Besides reaching out to new long-haul markets, there are many other resort attributes such as our adults-only Reef Wing that we’ve recently opened and are marketing, which is also great for honeymooners. We’ve also created our very own vegetable and spice garden where we’re growing beetroots, bananas, paw paw fruit and pineapple. ExecutivecChef Rudolf Kunkel and his team are now able to lead a farm-to-table cooking class that starts in the garden and teaches guests how to make traditional Fijian dishes using fresh Fijian produce.

TW: What do you see as the biggest disrupter or threat to the global travel industry right now?

CH: Like many industries, the political and economic climates of countries has an impact on the hospitality industry. It all comes down to how consumer confidence and whether people feel safe travelling overseas.

TW: What’s the biggest opportunity?

CH: We recently completed a US$50 million renovation and we now have an adults-only wing of the resort alongside areas that cater specifically for multi-generational family travel and large groups. We really are the complete package! We’re the largest hotel in Fiji featuring 443 ocean view guest rooms, six dining concepts and three bars, all with waterfront views. The fact that we occupy the private island of Yanuca means we have the flexibility to cater for even the most extravagant requests. The opportunity lies in attracting new MICE travellers from markets that may not have previously considered Fiji as a preferred destination to host their conferences and events.
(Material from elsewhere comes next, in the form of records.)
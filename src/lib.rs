//! Seogate: a CI-friendly SEO audit gate
//!
//! This crate audits one or more HTML pages for SEO fundamentals and produces
//! a deterministic 0-100 score plus a list of actionable findings. It crawls
//! a bounded same-origin page set, runs a fixed battery of rule checks against
//! each page, probes site-level reachability signals, and aggregates everything
//! into a single report.

pub mod aggregate;
pub mod audit;
pub mod config;
pub mod crawler;
pub mod input;
pub mod model;
pub mod output;
pub mod runner;
pub mod site;

use thiserror::Error;

/// Main error type for seogate operations
#[derive(Debug, Error)]
pub enum SeoGateError {
    #[error("Configuration error: {0}")]
    Config(#[from] ConfigError),

    #[error("HTTP client error: {0}")]
    Reqwest(#[from] reqwest::Error),

    #[error("URL parse error: {0}")]
    UrlParse(#[from] ::url::ParseError),

    #[error("Target is neither a valid http(s) URL nor an existing path: {0}")]
    InvalidTarget(String),

    #[error("No pages could be resolved or audited for {target}")]
    EmptyPageSet { target: String },

    #[error("Output error: {0}")]
    Output(#[from] output::OutputError),

    #[error("IO error: {0}")]
    Io(#[from] std::io::Error),
}

/// Configuration-specific errors
#[derive(Debug, Error)]
pub enum ConfigError {
    #[error("Failed to read config file: {0}")]
    Io(#[from] std::io::Error),

    #[error("Failed to parse TOML: {0}")]
    Parse(#[from] toml::de::Error),

    #[error("Validation error: {0}")]
    Validation(String),

    #[error("Invalid URL in config: {0}")]
    InvalidUrl(String),
}

/// Result type alias for seogate operations
pub type Result<T> = std::result::Result<T, SeoGateError>;

/// Result type alias for configuration operations
pub type ConfigResult<T> = std::result::Result<T, ConfigError>;

// Re-export commonly used types
pub use aggregate::aggregate;
pub use audit::audit_page;
pub use config::Config;
pub use model::{Category, Finding, PageAuditResult, Report, Severity};
pub use runner::{resolve_target, run_audit, AuditTarget};
pub use site::SiteSignals;
use crate::config::types::{Config, CrawlerConfig, ScoringConfig, UserAgentConfig};
use crate::ConfigError;
use url::Url;

/// Validates the entire configuration
pub fn validate(config: &Config) -> Result<(), ConfigError> {
    validate_crawler_config(&config.crawler)?;
    validate_scoring_config(&config.scoring)?;
    validate_user_agent_config(&config.user_agent)?;
    Ok(())
}

/// Validates crawler configuration
fn validate_crawler_config(config: &CrawlerConfig) -> Result<(), ConfigError> {
    if config.page_budget < 1 || config.page_budget > 1000 {
        return Err(ConfigError::Validation(format!(
            "page-budget must be between 1 and 1000, got {}",
            config.page_budget
        )));
    }

    if config.timeout_ms == 0 {
        return Err(ConfigError::Validation(
            "timeout-ms must be greater than 0".to_string(),
        ));
    }

    Ok(())
}

/// Validates scoring configuration
fn validate_scoring_config(config: &ScoringConfig) -> Result<(), ConfigError> {
    if config.threshold > 100 {
        return Err(ConfigError::Validation(format!(
            "threshold must be between 0 and 100, got {}",
            config.threshold
        )));
    }
    Ok(())
}

/// Validates user agent configuration
fn validate_user_agent_config(config: &UserAgentConfig) -> Result<(), ConfigError> {
    if config.name.is_empty() {
        return Err(ConfigError::Validation(
            "user-agent name cannot be empty".to_string(),
        ));
    }

    if !config.name.chars().all(|c| c.is_alphanumeric() || c == '-') {
        return Err(ConfigError::Validation(format!(
            "user-agent name must contain only alphanumeric characters and hyphens, got '{}'",
            config.name
        )));
    }

    if let Some(contact_url) = &config.contact_url {
        Url::parse(contact_url)
            .map_err(|e| ConfigError::InvalidUrl(format!("Invalid contact-url: {}", e)))?;
    }

    Ok(())
}
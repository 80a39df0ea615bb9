//! Configuration module
//!
//! Handles loading, parsing, and validating optional TOML configuration
//! files. Every section has defaults, so the tool runs without any config
//! file at all.
//!
//! # Example
//!
//! ```no_run
//! use seogate::config::load_config;
//! use std::path::Path;
//!
//! let config = load_config(Path::new("seogate.toml")).unwrap();
//! println!("Page budget: {}", config.crawler.page_budget);
//! ```

mod parser;
mod types;
mod validation;

pub use parser::load_config;
pub use types::{Config, CrawlerConfig, OutputConfig, ScoringConfig, UserAgentConfig};
pub use validation::validate;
TW: How has travel influenced your career?

CH: Travel has influenced my career dramatically – in fact, it’s shaped my dream career. The backbone of my career has always been my interest in people – what motivates them, what drives them and above all what makes them happy. I’ve lived in eight different countries so far and I’ve been fortunate enough to meet some truly amazing people from all corners of the globe. I enjoy getting underneath the skin of a country by connecting with its people and learning about their culture, food, lifestyle and languages. I don’t think I’ll ever stop travelling – it’s a part of who I am.

TW: What is the purpose and personality of the Shangri-La brand and how do you and your staff live and breathe these values?

CH: Shangri-La is all about hospitality from the heart and values family at its very core. This perfectly mirrors the Fijian culture – they care about the community, their family and sharing happiness. We live and breathe these values at our hotel, as we genuinely enjoy the company of our guests. Our guests feel this when they arrive and hear their first “Bula!” We want them to feel right at home as soon as they arrive and we also want them to leave with a piece of Fiji in their hearts.

TW: Where will the next Shangri-La property be?

CH: It is always a close race, so I can’t confirm which hotel will be the first, but I can tell you the group has a substantial pipeline of upcoming hotel and mixed-use development projects in Australia, Bahrain, Mainland China, Cambodia, Indonesia, and Saudi Arabia.

TW: What’s the one thing nobody at work would know about you/what would surprise them?

CH: I’m an open book, which can get me in to trouble sometimes! Living in a resort is often like living in a fishbowl – everyone knows everything. When I’m not at work, I really enjoy rustic experiences and colleagues are always surprised when I say, “Back in my heyday, I lived in a van for three months with two friends and travelled around South America.” It was one of the greatest trips of my life.

TW: What do you do to relax and blow off steam?

CH: I’m originally from Sydney; however, having lived in Fiji for the past 10 years, it is home. The genuine warmth of the people here is just incredible. I enjoy spending time with my family and our favourite activities are crab hunting on the beach, swimming in the lagoon and kayaking around the mangroves. When I’m not with my family, I enjoy a nine-hole game of golf on the resort’s stunning golf course. Fiji is literally my slice of paradise.